| WORK TO BE COMPLETED |
Set all the entries down again, unaltered.

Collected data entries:
-- Opening Marker --

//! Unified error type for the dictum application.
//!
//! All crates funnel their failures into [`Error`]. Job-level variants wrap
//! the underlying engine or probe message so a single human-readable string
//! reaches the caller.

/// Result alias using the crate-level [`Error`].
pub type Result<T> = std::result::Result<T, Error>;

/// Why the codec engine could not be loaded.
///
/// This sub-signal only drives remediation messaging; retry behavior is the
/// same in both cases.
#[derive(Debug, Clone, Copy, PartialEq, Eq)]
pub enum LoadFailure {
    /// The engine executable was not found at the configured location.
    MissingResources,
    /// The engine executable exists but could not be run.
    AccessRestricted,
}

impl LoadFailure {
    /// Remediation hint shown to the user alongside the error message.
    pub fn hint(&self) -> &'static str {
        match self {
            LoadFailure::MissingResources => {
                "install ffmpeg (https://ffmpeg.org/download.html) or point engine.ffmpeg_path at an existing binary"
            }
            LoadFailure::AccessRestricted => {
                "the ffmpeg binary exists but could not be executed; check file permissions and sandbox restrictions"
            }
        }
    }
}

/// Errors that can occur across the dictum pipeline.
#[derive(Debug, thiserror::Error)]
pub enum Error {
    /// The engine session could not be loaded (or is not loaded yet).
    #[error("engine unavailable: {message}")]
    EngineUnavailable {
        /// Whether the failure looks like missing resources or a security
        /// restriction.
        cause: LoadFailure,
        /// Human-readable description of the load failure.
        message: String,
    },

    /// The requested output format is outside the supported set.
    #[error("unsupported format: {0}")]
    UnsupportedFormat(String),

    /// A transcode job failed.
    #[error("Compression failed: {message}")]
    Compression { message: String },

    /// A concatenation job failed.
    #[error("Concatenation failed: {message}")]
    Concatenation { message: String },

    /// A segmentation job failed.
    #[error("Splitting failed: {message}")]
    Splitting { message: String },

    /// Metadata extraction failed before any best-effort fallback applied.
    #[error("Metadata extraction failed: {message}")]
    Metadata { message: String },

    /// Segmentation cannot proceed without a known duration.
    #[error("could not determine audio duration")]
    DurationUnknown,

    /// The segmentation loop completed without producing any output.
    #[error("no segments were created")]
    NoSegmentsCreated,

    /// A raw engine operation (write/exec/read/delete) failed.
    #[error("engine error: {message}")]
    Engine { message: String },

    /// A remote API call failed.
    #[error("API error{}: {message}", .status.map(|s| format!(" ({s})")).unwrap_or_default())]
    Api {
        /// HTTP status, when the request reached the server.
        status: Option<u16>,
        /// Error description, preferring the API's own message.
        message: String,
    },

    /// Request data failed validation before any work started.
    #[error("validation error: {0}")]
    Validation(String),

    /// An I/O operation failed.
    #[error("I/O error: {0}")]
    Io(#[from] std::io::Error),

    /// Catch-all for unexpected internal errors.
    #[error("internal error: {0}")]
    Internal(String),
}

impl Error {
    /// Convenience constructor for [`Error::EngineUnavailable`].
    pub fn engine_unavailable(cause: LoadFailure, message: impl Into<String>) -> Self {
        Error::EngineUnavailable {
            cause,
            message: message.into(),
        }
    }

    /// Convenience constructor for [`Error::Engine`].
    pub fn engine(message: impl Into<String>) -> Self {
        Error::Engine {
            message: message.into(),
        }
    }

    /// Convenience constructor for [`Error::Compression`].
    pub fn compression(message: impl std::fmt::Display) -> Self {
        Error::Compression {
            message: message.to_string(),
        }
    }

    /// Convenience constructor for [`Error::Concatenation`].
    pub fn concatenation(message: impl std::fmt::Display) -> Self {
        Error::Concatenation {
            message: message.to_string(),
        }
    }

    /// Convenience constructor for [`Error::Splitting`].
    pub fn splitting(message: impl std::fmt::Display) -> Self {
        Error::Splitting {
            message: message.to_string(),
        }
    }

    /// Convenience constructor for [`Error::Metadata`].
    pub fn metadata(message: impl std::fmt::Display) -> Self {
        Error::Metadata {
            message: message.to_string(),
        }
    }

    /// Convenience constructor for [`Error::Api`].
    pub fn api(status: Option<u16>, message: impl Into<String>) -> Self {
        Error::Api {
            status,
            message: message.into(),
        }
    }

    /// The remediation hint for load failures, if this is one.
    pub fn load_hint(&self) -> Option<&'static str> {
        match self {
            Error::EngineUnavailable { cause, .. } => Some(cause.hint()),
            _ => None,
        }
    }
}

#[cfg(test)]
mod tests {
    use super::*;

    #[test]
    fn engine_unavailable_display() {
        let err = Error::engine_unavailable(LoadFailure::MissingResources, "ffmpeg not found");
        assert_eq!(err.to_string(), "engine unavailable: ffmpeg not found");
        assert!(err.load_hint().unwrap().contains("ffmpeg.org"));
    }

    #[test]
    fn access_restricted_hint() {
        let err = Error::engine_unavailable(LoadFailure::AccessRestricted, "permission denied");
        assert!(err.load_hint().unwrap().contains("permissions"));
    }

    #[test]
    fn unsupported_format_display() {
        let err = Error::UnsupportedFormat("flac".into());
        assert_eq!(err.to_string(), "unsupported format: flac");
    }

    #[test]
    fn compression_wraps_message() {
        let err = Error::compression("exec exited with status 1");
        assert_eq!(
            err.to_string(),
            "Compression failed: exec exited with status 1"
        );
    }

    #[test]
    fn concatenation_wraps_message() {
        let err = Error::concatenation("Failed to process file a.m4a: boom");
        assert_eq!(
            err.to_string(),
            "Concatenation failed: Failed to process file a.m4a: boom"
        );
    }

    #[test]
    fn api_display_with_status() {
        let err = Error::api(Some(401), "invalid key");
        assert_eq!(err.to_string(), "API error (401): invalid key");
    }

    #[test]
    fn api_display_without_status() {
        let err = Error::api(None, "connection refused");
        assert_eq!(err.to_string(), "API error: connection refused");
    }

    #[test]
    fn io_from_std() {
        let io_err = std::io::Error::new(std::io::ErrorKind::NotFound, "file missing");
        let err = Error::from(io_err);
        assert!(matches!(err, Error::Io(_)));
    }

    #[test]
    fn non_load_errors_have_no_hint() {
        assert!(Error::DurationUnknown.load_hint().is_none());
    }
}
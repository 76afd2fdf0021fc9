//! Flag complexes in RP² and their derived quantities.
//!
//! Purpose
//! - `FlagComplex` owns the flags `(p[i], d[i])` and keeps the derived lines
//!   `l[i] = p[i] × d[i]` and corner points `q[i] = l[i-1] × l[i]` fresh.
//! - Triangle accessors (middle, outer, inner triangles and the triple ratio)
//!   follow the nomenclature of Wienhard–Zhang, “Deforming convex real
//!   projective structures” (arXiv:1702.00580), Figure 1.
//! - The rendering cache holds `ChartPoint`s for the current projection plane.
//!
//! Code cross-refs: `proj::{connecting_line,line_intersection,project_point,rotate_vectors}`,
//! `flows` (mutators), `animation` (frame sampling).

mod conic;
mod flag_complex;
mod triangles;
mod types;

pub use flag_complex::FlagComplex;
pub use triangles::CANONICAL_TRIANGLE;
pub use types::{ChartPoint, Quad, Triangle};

-- Closing Marker --

| SOLUTION TO THIS TASK |
//! Unified error type for the dictum application.
//!
//! All crates funnel their failures into [`Error`]. Job-level variants wrap
//! the underlying engine or probe message so a single human-readable string
//! reaches the caller.

/// Result alias using the crate-level [`Error`].
pub type Result<T> = std::result::Result<T, Error>;

/// Why the codec engine could not be loaded.
///
/// This sub-signal only drives remediation messaging; retry behavior is the
/// same in both cases.
#[derive(Debug, Clone, Copy, PartialEq, Eq)]
pub enum LoadFailure {
    /// The engine executable was not found at the configured location.
    MissingResources,
    /// The engine executable exists but could not be run.
    AccessRestricted,
}

impl LoadFailure {
    /// Remediation hint shown to the user alongside the error message.
    pub fn hint(&self) -> &'static str {
        match self {
            LoadFailure::MissingResources => {
                "install ffmpeg (https://ffmpeg.org/download.html) or point engine.ffmpeg_path at an existing binary"
            }
            LoadFailure::AccessRestricted => {
                "the ffmpeg binary exists but could not be executed; check file permissions and sandbox restrictions"
            }
        }
    }
}

/// Errors that can occur across the dictum pipeline.
#[derive(Debug, thiserror::Error)]
pub enum Error {
    /// The engine session could not be loaded (or is not loaded yet).
    #[error("engine unavailable: {message}")]
    EngineUnavailable {
        /// Whether the failure looks like missing resources or a security
        /// restriction.
        cause: LoadFailure,
        /// Human-readable description of the load failure.
        message: String,
    },

    /// The requested output format is outside the supported set.
    #[error("unsupported format: {0}")]
    UnsupportedFormat(String),

    /// A transcode job failed.
    #[error("Compression failed: {message}")]
    Compression { message: String },

    /// A concatenation job failed.
    #[error("Concatenation failed: {message}")]
    Concatenation { message: String },

    /// A segmentation job failed.
    #[error("Splitting failed: {message}")]
    Splitting { message: String },

    /// Metadata extraction failed before any best-effort fallback applied.
    #[error("Metadata extraction failed: {message}")]
    Metadata { message: String },

    /// Segmentation cannot proceed without a known duration.
    #[error("could not determine audio duration")]
    DurationUnknown,

    /// The segmentation loop completed without producing any output.
    #[error("no segments were created")]
    NoSegmentsCreated,

    /// A raw engine operation (write/exec/read/delete) failed.
    #[error("engine error: {message}")]
    Engine { message: String },

    /// A remote API call failed.
    #[error("API error{}: {message}", .status.map(|s| format!(" ({s})")).unwrap_or_default())]
    Api {
        /// HTTP status, when the request reached the server.
        status: Option<u16>,
        /// Error description, preferring the API's own message.
        message: String,
    },

    /// Request data failed validation before any work started.
    #[error("validation error: {0}")]
    Validation(String),

    /// An I/O operation failed.
    #[error("I/O error: {0}")]
    Io(#[from] std::io::Error),

    /// Catch-all for unexpected internal errors.
    #[error("internal error: {0}")]
    Internal(String),
}

impl Error {
    /// Convenience constructor for [`Error::EngineUnavailable`].
    pub fn engine_unavailable(cause: LoadFailure, message: impl Into<String>) -> Self {
        Error::EngineUnavailable {
            cause,
            message: message.into(),
        }
    }

    /// Convenience constructor for [`Error::Engine`].
    pub fn engine(message: impl Into<String>) -> Self {
        Error::Engine {
            message: message.into(),
        }
    }

    /// Convenience constructor for [`Error::Compression`].
    pub fn compression(message: impl std::fmt::Display) -> Self {
        Error::Compression {
            message: message.to_string(),
        }
    }

    /// Convenience constructor for [`Error::Concatenation`].
    pub fn concatenation(message: impl std::fmt::Display) -> Self {
        Error::Concatenation {
            message: message.to_string(),
        }
    }

    /// Convenience constructor for [`Error::Splitting`].
    pub fn splitting(message: impl std::fmt::Display) -> Self {
        Error::Splitting {
            message: message.to_string(),
        }
    }

    /// Convenience constructor for [`Error::Metadata`].
    pub fn metadata(message: impl std::fmt::Display) -> Self {
        Error::Metadata {
            message: message.to_string(),
        }
    }

    /// Convenience constructor for [`Error::Api`].
    pub fn api(status: Option<u16>, message: impl Into<String>) -> Self {
        Error::Api {
            status,
            message: message.into(),
        }
    }

    /// The remediation hint for load failures, if this is one.
    pub fn load_hint(&self) -> Option<&'static str> {
        match self {
            Error::EngineUnavailable { cause, .. } => Some(cause.hint()),
            _ => None,
        }
    }
}

#[cfg(test)]
mod tests {
    use super::*;

    #[test]
    fn engine_unavailable_display() {
        let err = Error::engine_unavailable(LoadFailure::MissingResources, "ffmpeg not found");
        assert_eq!(err.to_string(), "engine unavailable: ffmpeg not found");
        assert!(err.load_hint().unwrap().contains("ffmpeg.org"));
    }

    #[test]
    fn access_restricted_hint() {
        let err = Error::engine_unavailable(LoadFailure::AccessRestricted, "permission denied");
        assert!(err.load_hint().unwrap().contains("permissions"));
    }

    #[test]
    fn unsupported_format_display() {
        let err = Error::UnsupportedFormat("flac".into());
        assert_eq!(err.to_string(), "unsupported format: flac");
    }

    #[test]
    fn compression_wraps_message() {
        let err = Error::compression("exec exited with status 1");
        assert_eq!(
            err.to_string(),
            "Compression failed: exec exited with status 1"
        );
    }

    #[test]
    fn concatenation_wraps_message() {
        let err = Error::concatenation("Failed to process file a.m4a: boom");
        assert_eq!(
            err.to_string(),
            "Concatenation failed: Failed to process file a.m4a: boom"
        );
    }

    #[test]
    fn api_display_with_status() {
        let err = Error::api(Some(401), "invalid key");
        assert_eq!(err.to_string(), "API error (401): invalid key");
    }

    #[test]
    fn api_display_without_status() {
        let err = Error::api(None, "connection refused");
        assert_eq!(err.to_string(), "API error: connection refused");
    }

    #[test]
    fn io_from_std() {
        let io_err = std::io::Error::new(std::io::ErrorKind::NotFound, "file missing");
        let err = Error::from(io_err);
        assert!(matches!(err, Error::Io(_)));
    }

    #[test]
    fn non_load_errors_have_no_hint() {
        assert!(Error::DurationUnknown.load_hint().is_none());
    }
}
repository 76afd2fdf0021fc9
//! Flag complexes in RP² and their derived quantities.
//!
//! Purpose
//! - `FlagComplex` owns the flags `(p[i], d[i])` and keeps the derived lines
//!   `l[i] = p[i] × d[i]` and corner points `q[i] = l[i-1] × l[i]` fresh.
//! - Triangle accessors (middle, outer, inner triangles and the triple ratio)
//!   follow the nomenclature of Wienhard–Zhang, “Deforming convex real
//!   projective structures” (arXiv:1702.00580), Figure 1.
//! - The rendering cache holds `ChartPoint`s for the current projection plane.
//!
//! Code cross-refs: `proj::{connecting_line,line_intersection,project_point,rotate_vectors}`,
//! `flows` (mutators), `animation` (frame sampling).

mod conic;
mod flag_complex;
mod triangles;
mod types;

pub use flag_complex::FlagComplex;
pub use triangles::CANONICAL_TRIANGLE;
pub use types::{ChartPoint, Quad, Triangle};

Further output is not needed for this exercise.